Twenty-five Democrat-led states and the District of Columbia are suing to stop a Trump administration rule that requires proof, not just a self-declared diagnosis, before able-bodied Medicaid recipients can dodge new work requirements.
The lawsuit, filed June 29 in U.S. District Court for the District of Massachusetts, targets an interim final rule the Centers for Medicare and Medicaid Services issued June 3 tightening who qualifies as "medically frail" under the Medicaid work requirements passed in last year's reconciliation law. Twenty-four Democratic attorneys general joined the suit alongside two sitting governors, Josh Shapiro of Pennsylvania and Andy Beshear of Kentucky, according to Stateline and The Hill.
The 2025 law requires adults in the Affordable Care Act expansion group across 44 states to log 80 hours a month of work, job training or community engagement starting January 1, 2027, or lose Medicaid coverage. Congress carved out an exemption for the medically frail. CMS's new rule spells out what that actually means.
Under the interim rule, medically frail still covers five categories: people who are blind or disabled, those with a physical, intellectual or developmental disability limiting daily activities, people with a substance use disorder, a disabling mental disorder, or a serious or complex medical condition, according to KFF's summary of the rule. The change is in the proof. CMS now requires that a qualifying condition actually impair a person's ability to meet the 80 hour community engagement requirement, not simply that a diagnosis exists on paper. Republican lawmakers and administration officials have described the shift as a way to combat waste, fraud and abuse in a program whose improper payment rate has drawn repeated scrutiny from CMS's own auditors and outside groups like the Paragon Institute.
That is the loophole the states are suing to preserve. For years, an applicant could claim the medically frail exemption by checking a box, no functional impairment required. CMS's rule asks a simple question: does the condition actually stop this person from working. States that built exemption pipelines around self-attestation now have to verify claims against real facts.

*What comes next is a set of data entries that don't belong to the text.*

// SPDX-FileCopyrightText: © 2026 Echotome Contributors
//
// SPDX-License-Identifier: MPL-2.0

//! Ritual Ownership Certificate: create, verify, store, and load.

pub mod certificate;
pub mod store;

pub use certificate::{CertificatePayload, RitualCertificate, RitualTrack, ACCEPTED_VERSION_RANGE};
pub use store::{load_certificate, store_certificate};
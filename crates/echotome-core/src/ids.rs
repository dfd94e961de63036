// SPDX-FileCopyrightText: © 2026 Echotome Contributors
//
// SPDX-License-Identifier: MPL-2.0

//! Stable identifier newtypes shared across the workspace.

use serde::{Deserialize, Serialize};
use sha2::{Digest, Sha256};
use std::fmt;

/// A vault's human-legible stable identifier: `"ECH-" + base32(SHA-256(master)[:5]).upper()`.
#[derive(Debug, Clone, PartialEq, Eq, Hash, Serialize, Deserialize)]
pub struct RuneId(String);

const BASE32_ALPHABET: &[u8; 32] = b"ABCDEFGHIJKLMNOPQRSTUVWXYZ234567";

/// RFC 4648 base32 encoding without padding, uppercase. Hand-rolled rather
/// than pulled from a crate: padding defaults vary enough across the
/// available base32 implementations that pinning the encoding ourselves is
/// cheaper than auditing each one.
fn base32_encode_upper(data: &[u8]) -> String {
    let mut out = String::new();
    let mut bits: u32 = 0;
    let mut bit_count = 0u32;
    for &byte in data {
        bits = (bits << 8) | u32::from(byte);
        bit_count += 8;
        while bit_count >= 5 {
            bit_count -= 5;
            let index = ((bits >> bit_count) & 0x1F) as usize;
            out.push(BASE32_ALPHABET[index] as char);
        }
    }
    if bit_count > 0 {
        let index = ((bits << (5 - bit_count)) & 0x1F) as usize;
        out.push(BASE32_ALPHABET[index] as char);
    }
    out
}

impl RuneId {
    /// Derives the rune id from a 32-byte master key
    #[must_use]
    pub fn from_master_key(master: &[u8; 32]) -> Self {
        let digest = Sha256::digest(master);
        let encoded = base32_encode_upper(&digest[..5]);
        Self(format!("ECH-{encoded}"))
    }

    /// Returns the rune id as a plain string slice, e.g. for use as a file stem.
    #[must_use]
    pub fn as_str(&self) -> &str {
        &self.0
    }
}

impl fmt::Display for RuneId {
    fn fmt(&self, f: &mut fmt::Formatter<'_>) -> fmt::Result {
        f.write_str(&self.0)
    }
}

/// A vault's internal storage identifier (distinct from its human-legible rune id).
#[derive(Debug, Clone, PartialEq, Eq, Hash, Serialize, Deserialize)]
pub struct VaultId(pub String);

impl fmt::Display for VaultId {
    fn fmt(&self, f: &mut fmt::Formatter<'_>) -> fmt::Result {
        f.write_str(&self.0)
    }
}

/// A session's 128-bit random identifier, rendered as lowercase hex.
#[derive(Debug, Clone, PartialEq, Eq, Hash, Serialize, Deserialize)]
pub struct SessionId(pub String);

impl SessionId {
    /// Generates a fresh random session id from 16 bytes of CSPRNG output.
    #[must_use]
    pub fn generate() -> Self {
        use rand_core::RngCore;
        let mut bytes = [0u8; 16];
        rand::rngs::OsRng.fill_bytes(&mut bytes);
        Self(hex_encode(&bytes))
    }
}

impl fmt::Display for SessionId {
    fn fmt(&self, f: &mut fmt::Formatter<'_>) -> fmt::Result {
        f.write_str(&self.0)
    }
}

fn hex_encode(bytes: &[u8]) -> String {
    use std::fmt::Write;
    let mut out = String::with_capacity(bytes.len() * 2);
    for b in bytes {
        let _ = write!(out, "{b:02x}");
    }
    out
}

The states' argument and what happens next
The plaintiff states, led by attorneys general in states including California, Massachusetts, Arizona, Minnesota and Washington, argue CMS blew past Congress's intent by narrowing a protection lawmakers wrote into the statute, and that the agency issued the rule as an interim final rule, skipping the standard notice and comment process. Massachusetts Attorney General Andrea Campbell and California Attorney General Rob Bonta both filed formal complaints framing the rule as an unlawful implementation of the exemption. The states say the practical effect will be people who are already working or already entitled to an exclusion getting cut off anyway, caught in paperwork rather than exempted on medical grounds.
The Urban Institute has projected that Medicaid work requirements broadly could cost between 3 million and 7 million people their coverage nationally, a figure worth noting comes from an outside research group, not CMS or the Congressional Budget Office, and one Republicans dispute as inflated. The administration's position is narrower and more concrete: the medically frail carve out should mean what it says, medically frail, not administratively convenient.
States must start sending work requirement notices to Medicaid enrollees by August 31, with the requirements themselves kicking in January 1, 2027. That timeline does not change while the lawsuit proceeds unless a judge in Massachusetts issues an injunction. Pennsylvania, New Jersey and Delaware are among the states that joined the suit specifically over how the frailty determination will be verified in practice, according to WHYY.
This is the second major coalition suit this year targeting a Trump administration anti-fraud rule in a safety net program, following a similar fight over SNAP fraud verification data. The pattern is the same each time. The administration tightens documentation to close a gap auditors have flagged for years, and a bloc of blue state attorneys general sues to keep the old, looser standard in place. The Massachusetts court will decide whether CMS can require proof before granting the exemption, or whether states can keep waving people through on a diagnosis alone. Either way, the January 2027 deadline is coming, and every state on both sides of this lawsuit will have to be ready for it.